1. Credit Suisse has shown 500 people the door from its investment bank

The post-bonus clear out has begun – after keeping headcount steady in its investment bank for a few years (and maintaining 100 more people than before the 2008 crisis), headcount has slipped from 19,700 at the end of last year to 19,200 in Q1. This is still a tiny 3% of total employees, which is a decidedly smaller proportion than the 15% called for by some banking analysts to make up for the decline in fixed income revenues.

2. Strangely, compensation has increased

Credit Suisse set aside CHF1.52bn for its investment banking compensation in the first quarter, at 12% rise on Q4 and 2% up on the same period in 2013 when the bank brought in CHF473m more. On a per-head basis this looks even better – with an average of CHF79.2k put aside in the Q1 compared to CHF75.3k last year. This, coupled with generous cash bonuses and high deferral thresholds, makes the Swiss bank appear to be a very good payer.

3. Worryingly, there are no green bubbles

Credit Suisse’s predilection for bubble charts continues, but while its Q4 results demonstrated increased return on capital for cash equities, global credit and equity derivatives, there were no significant positives on the previous year. Prime services, cited as a growing area by the bank in Q1, has also become a lot more capital intensive.

Credit-suisse-bubbles

4. Rates and emerging markets look most shaky

Credit Suisse puts its poor FICC performance down to a “significant” declines in its global macro products business, particularly rates. In October last year, it announced that it was transforming the global macro division into a “client focused, capital light franchise”. Also exposed were its emerging markets business – a traditionally strong business for Credit Suisse – which could be targeted for any future cuts.

5. Securitized products and credit did OK

Credit Suisse’s FICC results could have been a lot worse, were it not for strong performance in its credit and securitised products businesses. In other words, it’s a decent period for asset finance and high-yield, says the bank.

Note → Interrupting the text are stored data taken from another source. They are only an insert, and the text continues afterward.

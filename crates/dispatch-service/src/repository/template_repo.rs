//! 模板仓储
//!
//! 版本行只增不改：发布新版本时在同一事务中把旧 Active 的状态列
//! 降为 DEPRECATED 并插入新行。(name, channel) 上 status = 'ACTIVE'
//! 的部分唯一索引保证任意时刻至多一个 Active 版本。

use async_trait::async_trait;
use sqlx::{PgPool, Row};

use super::outbox_repo::append_in_tx;
use super::traits::TemplateRepository;
use crate::error::Result;
use crate::models::{NotificationTemplate, TemplateStatus};
use notify_shared::events::{Channel, EventEnvelope};

/// Postgres 模板仓储
pub struct PgTemplateRepository {
    pool: PgPool,
}

impl PgTemplateRepository {
    pub fn new(pool: PgPool) -> Self {
        Self { pool }
    }

    fn from_row(row: &sqlx::postgres::PgRow) -> Result<NotificationTemplate> {
        let data: serde_json::Value = row.try_get("data")?;
        Ok(serde_json::from_value(data)?)
    }
}

#[async_trait]
impl TemplateRepository for PgTemplateRepository {
    async fn get_active(
        &self,
        name: &str,
        channel: Channel,
    ) -> Result<Option<NotificationTemplate>> {
        let row = sqlx::query(
            r#"
            SELECT data FROM notification_templates
            WHERE name = $1 AND channel = $2 AND status = 'ACTIVE'
            "#,
        )
        .bind(name)
        .bind(channel.to_string())
        .fetch_optional(&self.pool)
        .await?;

        row.as_ref().map(Self::from_row).transpose()
    }

    async fn get_version(
        &self,
        name: &str,
        channel: Channel,
        version: i32,
    ) -> Result<Option<NotificationTemplate>> {
        let row = sqlx::query(
            r#"
            SELECT data FROM notification_templates
            WHERE name = $1 AND channel = $2 AND version = $3
            "#,
        )
        .bind(name)
        .bind(channel.to_string())
        .bind(version)
        .fetch_optional(&self.pool)
        .await?;

        row.as_ref().map(Self::from_row).transpose()
    }

    async fn latest_version(&self, name: &str, channel: Channel) -> Result<Option<i32>> {
        let version: Option<i32> = sqlx::query_scalar(
            r#"
            SELECT MAX(version) FROM notification_templates
            WHERE name = $1 AND channel = $2
            "#,
        )
        .bind(name)
        .bind(channel.to_string())
        .fetch_one(&self.pool)
        .await?;

        Ok(version)
    }

    async fn publish(
        &self,
        template: &NotificationTemplate,
        events: &[EventEnvelope],
    ) -> Result<()> {
        let mut tx = self.pool.begin().await?;

        // 旧 Active 降级。模板文本所在的 data 列只改 status 字段
        sqlx::query(
            r#"
            UPDATE notification_templates
            SET status = $1,
                data = jsonb_set(data, '{status}', '"DEPRECATED"')
            WHERE name = $2 AND channel = $3 AND status = 'ACTIVE'
            "#,
        )
        .bind(template_status_str(TemplateStatus::Deprecated))
        .bind(&template.name)
        .bind(template.channel.to_string())
        .execute(&mut *tx)
        .await?;

        sqlx::query(
            r#"
            INSERT INTO notification_templates
                (id, name, channel, version, status, data, created_at)
            VALUES ($1, $2, $3, $4, $5, $6, $7)
            "#,
        )
        .bind(&template.id)
        .bind(&template.name)
        .bind(template.channel.to_string())
        .bind(template.version)
        .bind(template_status_str(template.status))
        .bind(serde_json::to_value(template)?)
        .bind(template.created_at)
        .execute(&mut *tx)
        .await?;

        append_in_tx(&mut tx, events).await?;
        tx.commit().await?;
        Ok(())
    }
}

fn template_status_str(status: TemplateStatus) -> &'static str {
    match status {
        TemplateStatus::Draft => "DRAFT",
        TemplateStatus::Active => "ACTIVE",
        TemplateStatus::Deprecated => "DEPRECATED",
    }
}
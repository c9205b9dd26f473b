//! 渠道策略评估
//!
//! 对单个 (请求, 收件人) 组合计算可投递渠道，纯函数无副作用，
//! 评估结果由调用方持久化。按收件人偏好的回退顺序逐渠道过滤：
//! 显式关闭 -> 剔除；落在免打扰窗口 -> 延迟（High 紧急度穿透）；
//! 频率超限 -> 剔除。只有所有渠道都被剔除才 Block；没有立即
//! 可用渠道但存在仅因免打扰被挡的渠道时 Defer。

use chrono::{DateTime, Utc};
use notify_shared::events::Channel;

use crate::models::{NotificationRequest, Recipient, UserNotificationPreferences};

/// 策略评估结论
#[derive(Debug, Clone, PartialEq, Eq)]
pub enum PolicyDecision {
    /// 按回退顺序排列的可投递渠道（保持偏好列表中的相对顺序）
    Allow(Vec<Channel>),
    /// 全部候选渠道被免打扰窗口挡住，延迟到窗口结束
    Defer(DateTime<Utc>),
    /// 无任何渠道可用，请求对该收件人终止
    Block(String),
}

/// 策略评估器
pub struct PolicyEvaluator;

impl PolicyEvaluator {
    /// 评估收件人的可投递渠道
    ///
    /// `recent_sends` 是 (用户, 通知类型) 在偏好频控窗口内的
    /// 成功发送数，由调用方从投递台账查出后传入，评估本身不做 IO。
    /// 定时请求按 scheduled_at 评估免打扰，立即请求按 `now`。
    pub fn evaluate(
        request: &NotificationRequest,
        recipient: &Recipient,
        preferences: &UserNotificationPreferences,
        recent_sends: u32,
        now: DateTime<Utc>,
    ) -> PolicyDecision {
        let eval_time = request.scheduled_at.unwrap_or(now);

        let mut allowed = Vec::new();
        let mut deferred_until: Option<DateTime<Utc>> = None;
        let mut drop_reasons = Vec::new();

        for &channel in &request.channel_preferences {
            if recipient.address_for(channel).is_none() {
                drop_reasons.push(format!("{channel}: 无可达地址"));
                continue;
            }

            if !preferences.is_channel_enabled(&request.notification_type, channel) {
                drop_reasons.push(format!("{channel}: 用户已关闭"));
                continue;
            }

            if let Some(limit) = preferences.frequency_limit
                && recent_sends >= limit.max_per_window
            {
                drop_reasons.push(format!("{channel}: 频率超限"));
                continue;
            }

            if let Some(window) = preferences.dnd_window
                && window.contains(eval_time)
                && !request.urgency.overrides_dnd()
            {
                let until = window.defer_until(eval_time);
                deferred_until = Some(deferred_until.map_or(until, |u| u.min(until)));
                continue;
            }

            allowed.push(channel);
        }

        if !allowed.is_empty() {
            return PolicyDecision::Allow(allowed);
        }
        if let Some(until) = deferred_until {
            return PolicyDecision::Defer(until);
        }
        PolicyDecision::Block(if drop_reasons.is_empty() {
            "偏好列表中没有候选渠道".to_string()
        } else {
            drop_reasons.join("; ")
        })
    }
}

#[cfg(test)]
mod tests {
    use super::*;
    use crate::models::{
        CreateNotificationCommand, DndWindow, FrequencyLimit, NotificationRequest, RecipientSpec,
    };
    use chrono::{NaiveTime, TimeZone};
    use notify_shared::events::Urgency;
    use std::collections::HashMap;

    fn make_request(urgency: Urgency, scheduled_at: Option<DateTime<Utc>>) -> NotificationRequest {
        let command = CreateNotificationCommand {
            notification_type: "OrderConfirmed".to_string(),
            payload: serde_json::json!({"orderNo": "A-1"}),
            recipients: vec![RecipientSpec {
                user_id: "u1".to_string(),
                addresses: HashMap::from([
                    (Channel::Email, "a@b.com".to_string()),
                    (Channel::Sms, "+8613800000000".to_string()),
                ]),
            }],
            channel_preferences: vec![Channel::Email, Channel::Sms],
            urgency,
            scheduled_at,
            correlation_id: "c1".to_string(),
            dedup_key: "d1".to_string(),
        };
        NotificationRequest::from_command(&command).unwrap().0
    }

    fn night_dnd() -> DndWindow {
        DndWindow {
            start: NaiveTime::from_hms_opt(22, 0, 0).unwrap(),
            end: NaiveTime::from_hms_opt(7, 0, 0).unwrap(),
        }
    }

    fn at(h: u32) -> DateTime<Utc> {
        Utc.with_ymd_and_hms(2025, 6, 1, h, 0, 0).unwrap()
    }

    #[test]
    fn test_allow_preserves_fallback_order() {
        let request = make_request(Urgency::Medium, None);
        let prefs = UserNotificationPreferences::default_for("u1");

        let decision = PolicyEvaluator::evaluate(
            &request,
            &request.recipients[0],
            &prefs,
            0,
            at(12),
        );

        assert_eq!(
            decision,
            PolicyDecision::Allow(vec![Channel::Email, Channel::Sms])
        );
    }

    #[test]
    fn test_opted_out_channel_dropped() {
        let request = make_request(Urgency::Medium, None);
        let mut prefs = UserNotificationPreferences::default_for("u1");
        prefs.set_rule("OrderConfirmed", Channel::Email, false);

        let decision = PolicyEvaluator::evaluate(
            &request,
            &request.recipients[0],
            &prefs,
            0,
            at(12),
        );

        assert_eq!(decision, PolicyDecision::Allow(vec![Channel::Sms]));
    }

    #[test]
    fn test_channel_without_address_dropped() {
        let mut request = make_request(Urgency::Medium, None);
        request.recipients[0].addresses.remove(&Channel::Sms);
        let prefs = UserNotificationPreferences::default_for("u1");

        let decision = PolicyEvaluator::evaluate(
            &request,
            &request.recipients[0],
            &prefs,
            0,
            at(12),
        );

        assert_eq!(decision, PolicyDecision::Allow(vec![Channel::Email]));
    }

    #[test]
    fn test_dnd_defers_medium_urgency() {
        // 定时 23:00 落在 22:00-07:00 窗口内，延到次日 07:00
        let scheduled = at(23);
        let request = make_request(Urgency::Medium, Some(scheduled));
        let mut prefs = UserNotificationPreferences::default_for("u1");
        prefs.dnd_window = Some(night_dnd());

        let decision = PolicyEvaluator::evaluate(
            &request,
            &request.recipients[0],
            &prefs,
            0,
            at(12),
        );

        assert_eq!(
            decision,
            PolicyDecision::Defer(Utc.with_ymd_and_hms(2025, 6, 2, 7, 0, 0).unwrap())
        );
    }

    #[test]
    fn test_high_urgency_overrides_dnd() {
        let request = make_request(Urgency::High, Some(at(23)));
        let mut prefs = UserNotificationPreferences::default_for("u1");
        prefs.dnd_window = Some(night_dnd());

        let decision = PolicyEvaluator::evaluate(
            &request,
            &request.recipients[0],
            &prefs,
            0,
            at(12),
        );

        assert_eq!(
            decision,
            PolicyDecision::Allow(vec![Channel::Email, Channel::Sms])
        );
    }

    #[test]
    fn test_frequency_limit_blocks_all_channels() {
        let request = make_request(Urgency::Medium, None);
        let mut prefs = UserNotificationPreferences::default_for("u1");
        prefs.frequency_limit = Some(FrequencyLimit {
            max_per_window: 3,
            window_seconds: 3600,
        });

        let decision = PolicyEvaluator::evaluate(
            &request,
            &request.recipients[0],
            &prefs,
            3,
            at(12),
        );

        assert!(matches!(decision, PolicyDecision::Block(_)));

        // 未达上限时放行
        let decision = PolicyEvaluator::evaluate(
            &request,
            &request.recipients[0],
            &prefs,
            2,
            at(12),
        );
        assert!(matches!(decision, PolicyDecision::Allow(_)));
    }

    #[test]
    fn test_all_opted_out_blocks_with_reason() {
        let request = make_request(Urgency::Medium, None);
        let mut prefs = UserNotificationPreferences::default_for("u1");
        prefs.set_rule("OrderConfirmed", Channel::Email, false);
        prefs.set_rule("OrderConfirmed", Channel::Sms, false);

        let decision = PolicyEvaluator::evaluate(
            &request,
            &request.recipients[0],
            &prefs,
            0,
            at(12),
        );

        match decision {
            PolicyDecision::Block(reason) => {
                assert!(reason.contains("EMAIL"));
                assert!(reason.contains("SMS"));
            }
            other => panic!("意外的结论: {other:?}"),
        }
    }

    #[test]
    fn test_frequency_drop_beats_defer() {
        // 频率超限的渠道不参与 Defer 判断
        let request = make_request(Urgency::Medium, Some(at(23)));
        let mut prefs = UserNotificationPreferences::default_for("u1");
        prefs.dnd_window = Some(night_dnd());
        prefs.frequency_limit = Some(FrequencyLimit {
            max_per_window: 1,
            window_seconds: 3600,
        });

        let decision = PolicyEvaluator::evaluate(
            &request,
            &request.recipients[0],
            &prefs,
            1,
            at(12),
        );

        assert!(matches!(decision, PolicyDecision::Block(_)));
    }
}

6. DCM is also looking a little shaky

Credit Suisse’s advisory business is a supposed positive, with revenues up 9% year on year. However, the first quarter – while brighter than the comparable period last year – doesn’t look great when compared to the second and fourth quarters of 2013. This may in part be down to the fact that debt capital markets, which equates for the lion’s share of revenues, is still struggling. Equity capital markets, buoyed by higher IPOs activity, are up 17% year-on-year, but this is still a 33% decline on the final quarter of 2013.

Credit-suisse-advisory

7. Prime services and equity derivatives are doing well

Equity trading revenues were up by 13% on the previous quarter (but down 8% year on year) to CHF1.2bn. This was largely down to ongoing strong performance in Credit Suisse’s prime services division. Equity derivatives have been performing badly across the investment banking sector, with some banks again preparing redundancies, and JPMorgan’s results highlighted this fact. It’s a role reversal at Credit Suisse – cash equity revenues fell, but equity derivatives performance improved.

8. The real anchor for Credit Suisse is the wealth management division

This is no surprise, but the Swiss bank is becoming less reliant on its investment bank and more geared towards wealth management. Pre-tax income was up 28% year on year, with strong inflows across Asia and the Middle East offsetting the tendency for European clients to withdraw their cash to avoid bigger tax commitments.